The cash flow would be fine but I think he'd experience a level of withdrawl symptoms facing a reality of relative silence. Sure he could still use his phone to tweet and scratch the gacha itch but imagine someone who uses their jahb and the alms received to facilitate their ongoing denial of reality - to distract themselves from the fact they have no friends, no genuine interests in anything beyond wasting their time and money on hollow jpeg wins and comfort food.
I have a wife and son he might say. They spend so little time together that it can (probably) remain cordial between them. Personally though I feel like you don't really get to know someone until you've done things with a partner like going on a vacation together or been in some situation for an extended period where there's no breathing room. This is when you get to know what they're really like and I'm not sure they've been through this since she moved in. Sure they took a trip to CT and got married.. then came back talking about how they basically both hated the experience and the only positive draw for phil was recalling all the food he shovelled into his pie hole.

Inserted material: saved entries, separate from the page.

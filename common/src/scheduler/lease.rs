// Single-authority lease for the daemon
//
// Only one daemon may drive a catalog. The lease is a small JSON record next
// to the catalog; it is renewed on every reconcile tick and expires on its own
// if the holder dies.

use crate::errors::SchedulerError;
use crate::lock::CatalogLock;
use crate::storage::write_atomic;
use chrono::{DateTime, Utc};
use serde::{Deserialize, Serialize};
use std::path::{Path, PathBuf};
use std::time::Duration;
use tracing::{debug, info, warn};
use uuid::Uuid;

#[derive(Debug, Clone, PartialEq, Eq, Serialize, Deserialize)]
pub struct LeaseRecord {
    pub instance_id: String,
    pub pid: u32,
    pub started_at: DateTime<Utc>,
    pub heartbeat_at: DateTime<Utc>,
    pub lease_expires_at: DateTime<Utc>,
}

/// File-backed lease held by one daemon instance
#[derive(Debug, Clone)]
pub struct DaemonLease {
    instance_id: String,
    pid: u32,
    path: PathBuf,
    ttl: Duration,
}

impl DaemonLease {
    /// Lease for the catalog at `catalog_path`, stored at `<catalog>.daemon.lease`
    pub fn for_catalog(catalog_path: &Path, ttl: Duration) -> Self {
        let mut name = catalog_path.as_os_str().to_owned();
        name.push(".daemon.lease");
        Self {
            instance_id: Uuid::new_v4().to_string(),
            pid: std::process::id(),
            path: PathBuf::from(name),
            ttl,
        }
    }

    pub fn path(&self) -> &Path {
        &self.path
    }

    pub fn instance_id(&self) -> &str {
        &self.instance_id
    }

    pub fn acquire_or_renew(&self) -> Result<LeaseRecord, SchedulerError> {
        self.acquire_or_renew_at(Utc::now())
    }

    /// `acquire_or_renew` on the blocking pool, for callers on the async loop
    pub async fn heartbeat(&self) -> Result<LeaseRecord, SchedulerError> {
        self.blocking(|lease| lease.acquire_or_renew()).await
    }

    /// `release` on the blocking pool
    pub async fn surrender(&self) -> Result<(), SchedulerError> {
        self.blocking(|lease| lease.release()).await
    }

    async fn blocking<T, F>(&self, op: F) -> Result<T, SchedulerError>
    where
        T: Send + 'static,
        F: FnOnce(&DaemonLease) -> Result<T, SchedulerError> + Send + 'static,
    {
        let lease = self.clone();
        tokio::task::spawn_blocking(move || op(&lease))
            .await
            .map_err(|e| SchedulerError::Lease(format!("lease task failed: {}", e)))?
    }

    /// Take the lease if it is free, ours, or expired; renew it if ours.
    pub fn acquire_or_renew_at(&self, now: DateTime<Utc>) -> Result<LeaseRecord, SchedulerError> {
        let _guard = CatalogLock::for_catalog(&self.path).acquire()?;

        let ttl = chrono::Duration::from_std(self.ttl)
            .map_err(|e| SchedulerError::Lease(format!("invalid lease ttl: {}", e)))?;
        let expires_at = now + ttl;

        let record = match read_record(&self.path)? {
            Some(existing) if existing.instance_id == self.instance_id => LeaseRecord {
                heartbeat_at: now,
                lease_expires_at: expires_at,
                ..existing
            },
            Some(existing) if existing.lease_expires_at > now => {
                return Err(SchedulerError::LeaseHeld {
                    holder: existing.instance_id,
                    pid: existing.pid,
                    expires_at: existing.lease_expires_at.to_rfc3339(),
                });
            }
            previous => {
                if let Some(expired) = &previous {
                    warn!(
                        previous_holder = %expired.instance_id,
                        previous_pid = expired.pid,
                        "Taking over expired scheduler lease"
                    );
                }
                info!(instance_id = %self.instance_id, lease = %self.path.display(), "Scheduler lease acquired");
                LeaseRecord {
                    instance_id: self.instance_id.clone(),
                    pid: self.pid,
                    started_at: now,
                    heartbeat_at: now,
                    lease_expires_at: expires_at,
                }
            }
        };

        let json = serde_json::to_vec_pretty(&record)
            .map_err(|e| SchedulerError::Lease(format!("failed to encode lease: {}", e)))?;
        write_atomic(&self.path, &json)
            .map_err(|e| SchedulerError::Lease(format!("failed to write lease: {}", e)))?;

        debug!(expires_at = %record.lease_expires_at, "Scheduler lease renewed");
        Ok(record)
    }

    /// Remove the lease if this instance still holds it
    pub fn release(&self) -> Result<(), SchedulerError> {
        let _guard = CatalogLock::for_catalog(&self.path).acquire()?;
        match read_record(&self.path)? {
            Some(record) if record.instance_id == self.instance_id => {
                std::fs::remove_file(&self.path)
                    .map_err(|e| SchedulerError::Lease(format!("failed to remove lease: {}", e)))?;
                info!(instance_id = %self.instance_id, "Scheduler lease released");
            }
            _ => debug!("Lease not held by this instance, nothing to release"),
        }
        Ok(())
    }
}

/// Read the current lease; a missing or unreadable record counts as no lease
pub fn read_record(path: &Path) -> Result<Option<LeaseRecord>, SchedulerError> {
    let bytes = match std::fs::read(path) {
        Ok(bytes) => bytes,
        Err(e) if e.kind() == std::io::ErrorKind::NotFound => return Ok(None),
        Err(e) => return Err(SchedulerError::Lease(format!("failed to read lease: {}", e))),
    };

    match serde_json::from_slice::<LeaseRecord>(&bytes) {
        Ok(record) => Ok(Some(record)),
        Err(e) => {
            warn!(lease = %path.display(), error = %e, "Ignoring malformed scheduler lease");
            Ok(None)
        }
    }
}

#[cfg(test)]
mod tests {
    use super::*;

    fn at(s: &str) -> DateTime<Utc> {
        DateTime::parse_from_rfc3339(s).unwrap().with_timezone(&Utc)
    }

    #[test]
    fn test_second_live_daemon_refused() {
        let dir = tempfile::tempdir().unwrap();
        let catalog = dir.path().join("tasks.json");
        let first = DaemonLease::for_catalog(&catalog, Duration::from_secs(45));
        let second = DaemonLease::for_catalog(&catalog, Duration::from_secs(45));

        first.acquire_or_renew_at(at("2024-01-01T00:00:00Z")).unwrap();
        let err = second
            .acquire_or_renew_at(at("2024-01-01T00:00:30Z"))
            .unwrap_err();
        assert!(matches!(err, SchedulerError::LeaseHeld { ref holder, .. } if holder == first.instance_id()));
    }

    #[test]
    fn test_renew_keeps_start_and_extends_expiry() {
        let dir = tempfile::tempdir().unwrap();
        let lease = DaemonLease::for_catalog(&dir.path().join("tasks.json"), Duration::from_secs(45));

        let acquired = lease.acquire_or_renew_at(at("2024-01-01T00:00:00Z")).unwrap();
        let renewed = lease.acquire_or_renew_at(at("2024-01-01T00:00:10Z")).unwrap();
        assert_eq!(renewed.started_at, acquired.started_at);
        assert_eq!(renewed.lease_expires_at, at("2024-01-01T00:00:55Z"));
        assert!(lease.path().ends_with("tasks.json.daemon.lease"));
    }

    #[test]
    fn test_expired_lease_taken_over() {
        let dir = tempfile::tempdir().unwrap();
        let catalog = dir.path().join("tasks.json");
        let crashed = DaemonLease::for_catalog(&catalog, Duration::from_secs(45));
        let successor = DaemonLease::for_catalog(&catalog, Duration::from_secs(45));

        crashed.acquire_or_renew_at(at("2024-01-01T00:00:00Z")).unwrap();
        let record = successor
            .acquire_or_renew_at(at("2024-01-01T00:01:00Z"))
            .unwrap();
        assert_eq!(record.instance_id, successor.instance_id());
    }

    #[test]
    fn test_release_only_removes_own_lease() {
        let dir = tempfile::tempdir().unwrap();
        let catalog = dir.path().join("tasks.json");
        let holder = DaemonLease::for_catalog(&catalog, Duration::from_secs(45));
        let other = DaemonLease::for_catalog(&catalog, Duration::from_secs(45));

        holder.acquire_or_renew().unwrap();
        other.release().unwrap();
        assert!(holder.path().exists());

        holder.release().unwrap();
        assert!(!holder.path().exists());
        assert!(read_record(holder.path()).unwrap().is_none());
    }

    #[test]
    fn test_malformed_lease_ignored() {
        let dir = tempfile::tempdir().unwrap();
        let lease = DaemonLease::for_catalog(&dir.path().join("tasks.json"), Duration::from_secs(45));
        std::fs::write(lease.path(), b"not json").unwrap();

        assert!(lease.acquire_or_renew().is_ok());
    }

    #[tokio::test]
    async fn test_async_heartbeat_and_surrender() {
        let dir = tempfile::tempdir().unwrap();
        let catalog = dir.path().join("tasks.json");
        let lease = DaemonLease::for_catalog(&catalog, Duration::from_secs(45));
        let rival = DaemonLease::for_catalog(&catalog, Duration::from_secs(45));

        let record = lease.heartbeat().await.unwrap();
        assert_eq!(record.instance_id, lease.instance_id());
        assert!(matches!(
            rival.heartbeat().await,
            Err(SchedulerError::LeaseHeld { .. })
        ));

        lease.surrender().await.unwrap();
        assert!(rival.heartbeat().await.is_ok());
    }
}
// Bootstrap utilities for binary initialization
// Shared by the scheduler daemon and the worker binary

use crate::config::Settings;
use crate::executor::{
    CsvExporter, DatabaseQuerySource, ExcelExporter, ExporterRegistry, Mailer, OutboxMailer,
};
use crate::scheduler::{DaemonLease, EngineConfig};
use crate::storage::{FileTaskStore, TaskStore};
use crate::telemetry;
use crate::worker::{ExecutionRunner, RunnerOptions};
use anyhow::{Context, Result};
use std::sync::Arc;
use std::time::Duration;
use tracing::info;

/// Load and validate settings from `config_dir`
pub fn load_settings(config_dir: &str) -> Result<Settings> {
    let settings = Settings::load_from_path(config_dir)
        .with_context(|| format!("Failed to load configuration from {}", config_dir))?;
    settings
        .validate()
        .map_err(|reason| anyhow::anyhow!("Invalid configuration: {}", reason))?;
    Ok(settings)
}

/// Initialize logging, tracing and metrics from the observability section
pub fn init_telemetry(settings: &Settings) -> Result<()> {
    let observability = &settings.observability;
    telemetry::init_logging(
        &observability.log_level,
        observability.log_format,
        observability.tracing_endpoint.as_deref(),
    )
    .context("Failed to initialize logging")?;

    if let Some(port) = observability.metrics_port {
        telemetry::init_metrics(port).context("Failed to initialize metrics")?;
    }
    Ok(())
}

/// Initialize the file-backed task catalog
#[tracing::instrument(skip(settings))]
pub fn init_task_store(settings: &Settings) -> Arc<dyn TaskStore> {
    let store = FileTaskStore::with_lock_timeouts(
        settings.store.path.clone(),
        Duration::from_millis(settings.store.lock_timeout_ms),
        Duration::from_secs(settings.store.lock_stale_seconds),
    );
    info!(path = %settings.store.path.display(), "Task store initialized");
    Arc::new(store)
}

/// Wire the runner with the built-in query source, exporters and outbox mailer
#[tracing::instrument(skip(settings, store))]
pub fn init_execution_runner(settings: &Settings, store: Arc<dyn TaskStore>) -> ExecutionRunner {
    let exporters = ExporterRegistry::new()
        .register(Arc::new(ExcelExporter::new()))
        .register(Arc::new(CsvExporter::new()));
    let mailer: Arc<dyn Mailer> = Arc::new(OutboxMailer::new(
        settings.mail.outbox_dir.clone(),
        settings.mail.from_address.clone(),
    ));

    info!(
        output_dir = %settings.export.output_dir.display(),
        outbox_dir = %settings.mail.outbox_dir.display(),
        formats = ?exporters.formats(),
        "Execution runner initialized"
    );

    ExecutionRunner::new(
        store,
        Arc::new(DatabaseQuerySource::new(
            settings.database.connect_timeout_seconds,
        )),
        exporters,
        Some(mailer),
        RunnerOptions {
            output_dir: settings.export.output_dir.clone(),
            execution_timeout: settings
                .runner
                .execution_timeout_seconds
                .map(Duration::from_secs),
        },
    )
}

pub fn engine_config(settings: &Settings) -> EngineConfig {
    EngineConfig {
        reconcile_interval: Duration::from_secs(settings.scheduler.reconcile_interval_seconds),
        shutdown_grace: Duration::from_secs(settings.scheduler.shutdown_grace_seconds),
        missed_fire_policy: settings.scheduler.missed_fire_policy,
    }
}

pub fn daemon_lease(settings: &Settings) -> DaemonLease {
    DaemonLease::for_catalog(
        &settings.store.path,
        Duration::from_secs(settings.scheduler.lease_ttl_seconds),
    )
}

Faced with a break in his autistic schedule (which gives him the shakes for fear of being abandoned) and left to deal with the deafening silence of his empty materialistic life I think he'd start to snap for want of some way to occupy himself when he's not able to watch an up to the minute tip counter. He physically comes unglued at the hint of anything in his world not operating as it should, hops onto his PC in hope it'll have all the answers while he rocks uncontrollably. Reality outside the pigpen seems like a living nightmare to him when someone isn't on call to tell him what to do with himself. It's an interesting and fairly miserable look into someone completely dependant on the internet in every facet of their life.